A pesar de las incertidumbres que rodean el futuro, sabemos que podemos tomar buenas decisiones, al menos en sus ideales. Luego, lo que pase queda en manos de Dios y de una historia humana llena de imprevistos.
Por eso, cuando tomamos conciencia ante el tiempo que nos queda de nuestras responsabilidades y de todo aquello que puede influir en otros, podemos realizar decisiones más prudentes y, sobre todo, más buenas.
Somos el tiempo que nos queda, revelador en estos tiempos que estamos viviendo, cuando todo parece querer empezar de nuevo, con la esperanza que por fin la oscuridad de la pandemia y sus secuelas de todo tipo vayan comenzando a ser un recuerdo. Cansados de tanta tensión, todos soñamos con que esto termine por fin y podamos volver a vivir como vivíamos antes de que la pandemia vírica se desatara sobre la humanidad.

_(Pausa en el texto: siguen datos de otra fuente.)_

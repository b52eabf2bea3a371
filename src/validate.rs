//! 响应校验 - 在信任任何字段之前检查原始 API 响应的形状
//!
//! 检查按固定顺序进行，多个问题同时存在时报告的错误种类是确定的。

use serde_json::Value;

use crate::error::PollError;

/// 校验原始响应，返回 (原始作业条目列表, 服务端游标)
///
/// 条目保持原始 JSON，字段级检查由状态翻译器负责。
pub fn check_response(response: &Value) -> Result<(Vec<Value>, i64), PollError> {
    let object = response.as_object().ok_or(PollError::TypeNotMapping)?;

    if !object.contains_key("homeworks") {
        return Err(PollError::MissingHomeworksKey);
    }
    if !object.contains_key("current_date") {
        return Err(PollError::MissingCurrentDateKey);
    }

    let homeworks = object["homeworks"]
        .as_array()
        .ok_or(PollError::HomeworksNotSequence)?;
    let current_date = object["current_date"]
        .as_i64()
        .ok_or(PollError::CurrentDateNotInteger)?;

    Ok((homeworks.clone(), current_date))
}
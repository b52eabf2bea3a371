//! 通知层 - 消息出口和去重
//!
//! 出口只有一种能力：把一段文本发到固定的目的地。发送内部的失败
//! 由调用方记日志吞掉，不会让轮询循环崩溃。

pub mod channel;
pub mod deduplicator;
pub mod telegram;

pub use channel::MessageSink;
pub use deduplicator::{DedupChannel, NotificationDeduplicator};
pub use telegram::TelegramChannel;
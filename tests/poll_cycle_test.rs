//! End-to-end tests for the poll cycle with scripted API and recording sink

use std::collections::VecDeque;
use std::sync::atomic::{AtomicBool, Ordering};
use std::sync::Mutex;
use std::time::Duration;

use anyhow::{bail, Result};
use serde_json::{json, Value};

use homework_bot::{Clock, HomeworkApi, HomeworkBot, MessageSink, PollError};

/// API stub that replays a scripted queue of responses and records cursors
struct ScriptedApi {
    responses: Mutex<VecDeque<Result<Value, PollError>>>,
    seen_cursors: Mutex<Vec<i64>>,
}

impl ScriptedApi {
    fn new(responses: Vec<Result<Value, PollError>>) -> Self {
        Self {
            responses: Mutex::new(responses.into()),
            seen_cursors: Mutex::new(Vec::new()),
        }
    }

    fn seen_cursors(&self) -> Vec<i64> {
        self.seen_cursors.lock().unwrap().clone()
    }
}

impl HomeworkApi for &ScriptedApi {
    async fn fetch(&self, from_date: i64) -> Result<Value, PollError> {
        self.seen_cursors.lock().unwrap().push(from_date);
        self.responses
            .lock()
            .unwrap()
            .pop_front()
            .expect("scripted API ran out of responses")
    }
}

/// Sink that records every delivered message; can be switched to fail
struct RecordingSink {
    sent: Mutex<Vec<String>>,
    broken: AtomicBool,
}

impl RecordingSink {
    fn new() -> Self {
        Self {
            sent: Mutex::new(Vec::new()),
            broken: AtomicBool::new(false),
        }
    }

    fn sent(&self) -> Vec<String> {
        self.sent.lock().unwrap().clone()
    }

    fn set_broken(&self, broken: bool) {
        self.broken.store(broken, Ordering::SeqCst);
    }
}

impl MessageSink for &RecordingSink {
    fn name(&self) -> &str {
        "recording"
    }

    async fn send(&self, text: &str) -> Result<()> {
        if self.broken.load(Ordering::SeqCst) {
            bail!("sink is down");
        }
        self.sent.lock().unwrap().push(text.to_string());
        Ok(())
    }
}

/// Clock with a fixed start time and no real sleeping
struct TestClock {
    start: i64,
}

impl Clock for &TestClock {
    fn now_unix(&self) -> i64 {
        self.start
    }

    async fn sleep(&self, _duration: Duration) {}
}

fn hw_response(items: Value, current_date: i64) -> Result<Value, PollError> {
    Ok(json!({"homeworks": items, "current_date": current_date}))
}

const APPROVED_HW1: &str = "Changed review status of \"hw1\". \
    Work has been reviewed: the reviewer liked everything. Hooray!";

#[tokio::test]
async fn test_single_status_change_is_notified_and_cursor_advances() {
    // Given: the API reports one approved homework at server time 1000
    let api = ScriptedApi::new(vec![hw_response(
        json!([{"homework_name": "hw1", "status": "approved"}]),
        1000,
    )]);
    let sink = RecordingSink::new();
    let clock = TestClock { start: 500 };
    let mut bot = HomeworkBot::new(&api, &sink, &clock, Duration::from_secs(600));

    // When: one poll cycle runs
    bot.poll_once().await;

    // Then: exactly the mapped verdict text is delivered
    assert_eq!(sink.sent(), vec![APPROVED_HW1.to_string()]);
    // And: the first fetch used the startup cursor, then advanced to 1000
    assert_eq!(api.seen_cursors(), vec![500]);
    assert_eq!(bot.cursor(), 1000);
}

#[tokio::test]
async fn test_repeated_identical_status_is_deduplicated() {
    // Given: two cycles return the same homework with the same status
    let items = json!([{"homework_name": "hw1", "status": "approved"}]);
    let api = ScriptedApi::new(vec![
        hw_response(items.clone(), 1000),
        hw_response(items, 1000),
    ]);
    let sink = RecordingSink::new();
    let clock = TestClock { start: 500 };
    let mut bot = HomeworkBot::new(&api, &sink, &clock, Duration::from_secs(600));

    bot.poll_once().await;
    bot.poll_once().await;

    // Then: only the first cycle produced a message
    assert_eq!(sink.sent().len(), 1);
    // And: the second fetch started from the advanced cursor
    assert_eq!(api.seen_cursors(), vec![500, 1000]);
}

#[tokio::test]
async fn test_http_error_reported_once_until_error_changes() {
    // Given: two consecutive 503s, then a different failure
    let api = ScriptedApi::new(vec![
        Err(PollError::HttpStatus {
            url: "https://example.com/api".to_string(),
            status: 503,
        }),
        Err(PollError::HttpStatus {
            url: "https://example.com/api".to_string(),
            status: 503,
        }),
        Err(PollError::MissingHomeworksKey),
    ]);
    let sink = RecordingSink::new();
    let clock = TestClock { start: 500 };
    let mut bot = HomeworkBot::new(&api, &sink, &clock, Duration::from_secs(600));

    bot.poll_once().await;
    bot.poll_once().await;

    // Then: the repeated 503 is reported exactly once
    let sent = sink.sent();
    assert_eq!(sent.len(), 1);
    assert!(sent[0].starts_with("Bot failure:"));
    assert!(sent[0].contains("503"));

    // When: a different error kind appears
    bot.poll_once().await;

    // Then: it is reported as a new message
    let sent = sink.sent();
    assert_eq!(sent.len(), 2);
    assert!(sent[1].contains("homeworks"));
}

#[tokio::test]
async fn test_success_does_not_clear_error_dedup_retroactively() {
    // Given: 503, then a clean empty cycle, then the same 503 again
    let err_503 = || {
        Err(PollError::HttpStatus {
            url: "https://example.com/api".to_string(),
            status: 503,
        })
    };
    let api = ScriptedApi::new(vec![err_503(), hw_response(json!([]), 2000), err_503()]);
    let sink = RecordingSink::new();
    let clock = TestClock { start: 500 };
    let mut bot = HomeworkBot::new(&api, &sink, &clock, Duration::from_secs(600));

    bot.poll_once().await;
    bot.poll_once().await;
    bot.poll_once().await;

    // Then: the error record survives the successful cycle, no second report
    assert_eq!(sink.sent().len(), 1);
    // And: the clean cycle still advanced the cursor
    assert_eq!(api.seen_cursors(), vec![500, 500, 2000]);
}

#[tokio::test]
async fn test_bad_item_aborts_whole_cycle_before_any_send() {
    // Given: one good item followed by one with an undocumented status
    let api = ScriptedApi::new(vec![hw_response(
        json!([
            {"homework_name": "hw1", "status": "approved"},
            {"homework_name": "hw2", "status": "burned"},
        ]),
        1000,
    )]);
    let sink = RecordingSink::new();
    let clock = TestClock { start: 500 };
    let mut bot = HomeworkBot::new(&api, &sink, &clock, Duration::from_secs(600));

    bot.poll_once().await;

    // Then: no status message went out, only the error report
    let sent = sink.sent();
    assert_eq!(sent.len(), 1);
    assert!(sent[0].contains("undocumented homework status: burned"));
    // And: the cursor did not advance past the failed cycle
    assert_eq!(bot.cursor(), 500);
}

#[tokio::test]
async fn test_failed_send_is_retried_next_cycle() {
    // Given: the same status change arrives twice while the sink is down once
    let items = json!([{"homework_name": "hw1", "status": "approved"}]);
    let api = ScriptedApi::new(vec![
        hw_response(items.clone(), 1000),
        hw_response(items, 1100),
    ]);
    let sink = RecordingSink::new();
    let clock = TestClock { start: 500 };
    let mut bot = HomeworkBot::new(&api, &sink, &clock, Duration::from_secs(600));

    // When: the first delivery fails
    sink.set_broken(true);
    bot.poll_once().await;
    assert!(sink.sent().is_empty());
    // And: a send failure never aborts the cycle, the cursor still advances
    assert_eq!(bot.cursor(), 1000);

    // Then: the next cycle delivers the message once the sink recovers
    sink.set_broken(false);
    bot.poll_once().await;
    assert_eq!(sink.sent(), vec![APPROVED_HW1.to_string()]);
}

#[tokio::test]
async fn test_many_idempotent_cycles_never_resend_or_crash() {
    // Given: ten identical valid responses
    let items = json!([{"homework_name": "hw1", "status": "reviewing"}]);
    let responses = (0..10).map(|_| hw_response(items.clone(), 3000)).collect();
    let api = ScriptedApi::new(responses);
    let sink = RecordingSink::new();
    let clock = TestClock { start: 500 };
    let mut bot = HomeworkBot::new(&api, &sink, &clock, Duration::from_secs(600));

    for _ in 0..10 {
        bot.poll_once().await;
    }

    // Then: exactly one notification across all cycles
    assert_eq!(sink.sent().len(), 1);
    assert_eq!(bot.cursor(), 3000);
}

#[tokio::test]
async fn test_status_change_produces_new_notification() {
    // Given: the same homework moves from reviewing to rejected
    let api = ScriptedApi::new(vec![
        hw_response(json!([{"homework_name": "hw1", "status": "reviewing"}]), 1000),
        hw_response(json!([{"homework_name": "hw1", "status": "rejected"}]), 1100),
    ]);
    let sink = RecordingSink::new();
    let clock = TestClock { start: 500 };
    let mut bot = HomeworkBot::new(&api, &sink, &clock, Duration::from_secs(600));

    bot.poll_once().await;
    bot.poll_once().await;

    // Then: both transitions are delivered, in order
    let sent = sink.sent();
    assert_eq!(sent.len(), 2);
    assert!(sent[0].contains("taken for review"));
    assert!(sent[1].contains("the reviewer has remarks"));
    assert_eq!(bot.cursor(), 1100);
}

Así actuamos según la esperanza, esa virtud que nos permite confiar en Dios y en tantas personas buenas que abren horizontes de justicia y de consuelo, y que nos impulsa a decisiones orientadas a mejorar un poco la vida de quienes de algún modo están relacionados con nosotros, mientras recorremos juntos una parte del camino de la historia humana.

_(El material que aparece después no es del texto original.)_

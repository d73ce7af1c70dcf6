//! Messages returned alongside operation results

use serde::{Deserialize, Serialize};

#[derive(Debug, Clone, Copy, PartialEq, Eq, Serialize, Deserialize)]
#[serde(rename_all = "lowercase")]
pub enum MessageType {
    Info,
    Warning,
    Error,
}

#[derive(Debug, Clone, PartialEq, Serialize, Deserialize)]
pub struct Message {
    pub message: String,
    pub message_type: MessageType,
    #[serde(skip_serializing_if = "Option::is_none")]
    pub detail: Option<String>,
}

impl Message {
    pub fn new(message_type: MessageType, message: impl Into<String>) -> Self {
        Self {
            message: message.into(),
            message_type,
            detail: None,
        }
    }

    pub fn info(message: impl Into<String>) -> Self {
        Self::new(MessageType::Info, message)
    }

    pub fn warning(message: impl Into<String>) -> Self {
        Self::new(MessageType::Warning, message)
    }

    pub fn error(message: impl Into<String>) -> Self {
        Self::new(MessageType::Error, message)
    }

    pub fn with_detail(mut self, detail: impl Into<String>) -> Self {
        self.detail = Some(detail.into());
        self
    }
}

/// Messages split by audience: users see parse problems, operators see
/// processing notes.
#[derive(Debug, Clone, Default, PartialEq, Serialize, Deserialize)]
pub struct MessageResponse {
    pub user_messages: Vec<Message>,
    pub system_messages: Vec<Message>,
}

impl MessageResponse {
    pub fn has_errors(&self) -> bool {
        self.user_messages
            .iter()
            .chain(&self.system_messages)
            .any(|m| m.message_type == MessageType::Error)
    }
}
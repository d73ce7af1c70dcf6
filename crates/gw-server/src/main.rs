//! GeneWeaver API server - main entry point

use anyhow::Result;
use gw_common::logging::{init_logging, LogConfig};
use std::sync::Arc;
use tracing::info;

use gw_server::{
    api,
    config::Config,
    db::{self, DbConfig, PgStore},
    features::FeatureState,
    pubmed::EutilsClient,
};

#[tokio::main]
async fn main() -> Result<()> {
    let log_config = LogConfig::from_env()?;

    // Keep the guard alive so buffered file logs are flushed on exit
    let _log_guard = init_logging(&log_config)?;

    info!("Starting GeneWeaver API server");

    let config = Config::load()?;
    info!(
        "Configuration loaded - server will bind to {}:{}",
        config.server.host, config.server.port
    );

    let pool = db::create_pool(&DbConfig::from(&config.database)).await?;
    info!("Database connection pool established");

    let pubmed = EutilsClient::new(&config.pubmed)?;

    let state = FeatureState {
        store: Arc::new(PgStore::new(pool)),
        pubmed: Arc::new(pubmed),
        batch: config.batch.clone(),
    };

    api::serve(state, &config).await
}
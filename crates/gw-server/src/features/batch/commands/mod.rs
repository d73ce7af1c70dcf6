pub mod process;

pub use process::{BatchError, BatchGenesetSummary, BatchResponse, ProcessBatchCommand};
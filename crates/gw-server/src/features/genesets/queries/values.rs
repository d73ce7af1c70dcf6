use gw_common::types::GeneIdentifier;
use serde::{Deserialize, Serialize};

use crate::error::{ServiceError, ServiceResult};
use crate::features::genesets::access::readable_geneset;
use crate::features::genesets::values::resolve_values;
use crate::store::{GeneStore, GenesetStore, GenesetValue, UserRecord};

/// Query string of `GET /genesets/:id/values`.
#[derive(Debug, Clone, Default, Serialize, Deserialize)]
pub struct GenesetValuesQuery {
    pub gene_id_type: Option<GeneIdentifier>,
    pub in_threshold: Option<bool>,
}

#[tracing::instrument(skip(store, user, query), fields(user_id = user.id, gene_id_type = ?query.gene_id_type))]
pub async fn handle<S>(
    store: &S,
    user: &UserRecord,
    geneset_id: i64,
    query: GenesetValuesQuery,
) -> ServiceResult<Vec<GenesetValue>>
where
    S: GeneStore + GenesetStore + ?Sized,
{
    let geneset = readable_geneset(store, geneset_id, user).await?;
    let values = resolve_values(store, &geneset, query.gene_id_type, query.in_threshold).await?;

    if values.is_empty() {
        return Err(ServiceError::RecordNotFound(format!(
            "Geneset '{}' has no values for the requested filters",
            geneset_id
        )));
    }
    Ok(values)
}

#[cfg(test)]
mod tests {
    use super::*;
    use crate::error::ErrorKind;
    use crate::store::memory::{sample_geneset, MemoryStore};
    use gw_common::types::{AppRole, GenesetTier, Species};

    fn user() -> UserRecord {
        UserRecord {
            id: 1,
            email: "a@example.org".into(),
            name: None,
            role: AppRole::User,
        }
    }

    #[tokio::test]
    async fn test_no_values_is_not_found() {
        let store = MemoryStore::new()
            .with_geneset(sample_geneset(5, 1, GenesetTier::Tier4, Species::MusMusculus))
            .with_value(5, 1, "Gnai3", 0.2, false);

        let query = GenesetValuesQuery {
            in_threshold: Some(true),
            ..GenesetValuesQuery::default()
        };
        let err = handle(&store, &user(), 5, query).await.unwrap_err();
        assert_eq!(err.kind(), ErrorKind::RecordNotFound);

        let values = handle(&store, &user(), 5, GenesetValuesQuery::default()).await.unwrap();
        assert_eq!(values.len(), 1);
    }
}
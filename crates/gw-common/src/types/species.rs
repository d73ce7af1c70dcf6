//! Species vocabulary

use super::{coded_enum, normalize_name};
use crate::GwError;

coded_enum! {
    /// Species known to GeneWeaver.
    ///
    /// Code 0 is reserved for "no species affinity" and is not a variant;
    /// see [`Species::from_affinity_code`].
    pub enum Species ("species") {
        MusMusculus = 1 => "Mus musculus",
        HomoSapiens = 2 => "Homo sapiens",
        RattusNorvegicus = 3 => "Rattus norvegicus",
        DanioRerio = 4 => "Danio rerio",
        DrosophilaMelanogaster = 5 => "Drosophila melanogaster",
        MacacaMulatta = 6 => "Macaca mulatta",
        CaenorhabditisElegans = 8 => "Caenorhabditis elegans",
        SaccharomycesCerevisiae = 9 => "Saccharomyces cerevisiae",
        GallusGallus = 10 => "Gallus gallus",
        CanisFamiliaris = 11 => "Canis familiaris",
    }
}

impl Species {
    /// Decode a species column where 0 means species-agnostic.
    pub fn from_affinity_code(code: i32) -> Result<Option<Self>, GwError> {
        match code {
            0 => Ok(None),
            other => Species::try_from(other).map(Some),
        }
    }

    pub fn common_name(self) -> &'static str {
        match self {
            Species::MusMusculus => "mouse",
            Species::HomoSapiens => "human",
            Species::RattusNorvegicus => "rat",
            Species::DanioRerio => "zebrafish",
            Species::DrosophilaMelanogaster => "fruit fly",
            Species::MacacaMulatta => "rhesus macaque",
            Species::CaenorhabditisElegans => "roundworm",
            Species::SaccharomycesCerevisiae => "baker's yeast",
            Species::GallusGallus => "chicken",
            Species::CanisFamiliaris => "dog",
        }
    }

    /// Look up a species by scientific or common name, case-insensitively.
    pub fn from_name(name: &str) -> Result<Self, GwError> {
        let wanted = normalize_name(name);
        Self::ALL
            .iter()
            .copied()
            .find(|sp| normalize_name(sp.name()) == wanted || sp.common_name() == wanted)
            .or(match wanted.as_str() {
                "fly" => Some(Species::DrosophilaMelanogaster),
                "worm" | "c. elegans" => Some(Species::CaenorhabditisElegans),
                "yeast" => Some(Species::SaccharomycesCerevisiae),
                "macaque" => Some(Species::MacacaMulatta),
                _ => None,
            })
            .ok_or_else(|| GwError::unknown_name("species", name.trim()))
    }
}

#[cfg(test)]
#[allow(clippy::unwrap_used)]
mod tests {
    use super::*;

    #[test]
    fn test_affinity_code_zero_is_agnostic() {
        assert_eq!(Species::from_affinity_code(0).unwrap(), None);
        assert_eq!(
            Species::from_affinity_code(2).unwrap(),
            Some(Species::HomoSapiens)
        );
        assert!(Species::from_affinity_code(7).is_err());
    }

    #[test]
    fn test_from_name_accepts_scientific_and_common() {
        assert_eq!(Species::from_name("Mus musculus").unwrap(), Species::MusMusculus);
        assert_eq!(Species::from_name("  homo   SAPIENS ").unwrap(), Species::HomoSapiens);
        assert_eq!(Species::from_name("Rat").unwrap(), Species::RattusNorvegicus);
        assert_eq!(Species::from_name("yeast").unwrap(), Species::SaccharomycesCerevisiae);
        assert!(Species::from_name("Felis catus").is_err());
    }
}
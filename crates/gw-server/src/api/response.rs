//! API response envelopes
//!
//! Successful bodies are `{"success": true, "data": ...}`, failures are
//! `{"success": false, "error": {"code": ..., "message": ...}}`.

use axum::{
    http::StatusCode,
    response::{IntoResponse, Response},
    Json,
};
use serde::{Deserialize, Serialize};

#[derive(Debug, Serialize)]
pub struct ApiResponse<T> {
    pub success: bool,
    pub data: T,
    #[serde(skip_serializing_if = "Option::is_none")]
    pub meta: Option<serde_json::Value>,
}

impl<T: Serialize> ApiResponse<T> {
    pub fn success(data: T) -> Self {
        Self {
            success: true,
            data,
            meta: None,
        }
    }

    pub fn success_with_meta(data: T, meta: impl Serialize) -> Self {
        Self {
            success: true,
            data,
            meta: serde_json::to_value(meta).ok(),
        }
    }
}

impl<T: Serialize> IntoResponse for ApiResponse<T> {
    fn into_response(self) -> Response {
        (StatusCode::OK, Json(self)).into_response()
    }
}

#[derive(Debug, Serialize, Deserialize)]
pub struct ErrorResponse {
    pub success: bool,
    pub error: ErrorDetail,
}

#[derive(Debug, Serialize, Deserialize)]
pub struct ErrorDetail {
    pub code: String,
    pub message: String,
}

impl ErrorResponse {
    pub fn new(code: impl Into<String>, message: impl Into<String>) -> Self {
        Self {
            success: false,
            error: ErrorDetail {
                code: code.into(),
                message: message.into(),
            },
        }
    }
}

/// Window metadata for limit/offset list responses
#[derive(Debug, Clone, Copy, PartialEq, Eq, Serialize, Deserialize)]
pub struct WindowMeta {
    pub limit: i64,
    pub offset: i64,
    pub count: usize,
}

Lo importante tiene que ser el timón que gobierne el barco de nuestra vida. Dedicar tiempo, no solo al absorbente trabajo, sino a la familia, a los amigos, al ocio es sin duda alguna la opción más razonable. Buscar un equilibrio razonable en nuestra vida, atendiendo a lo importante, evitará que caigamos en una sensación de “no llegar”, de sentirnos estresados y acabar con esa sensación de miedo al sentir que la vida se nos está escapando.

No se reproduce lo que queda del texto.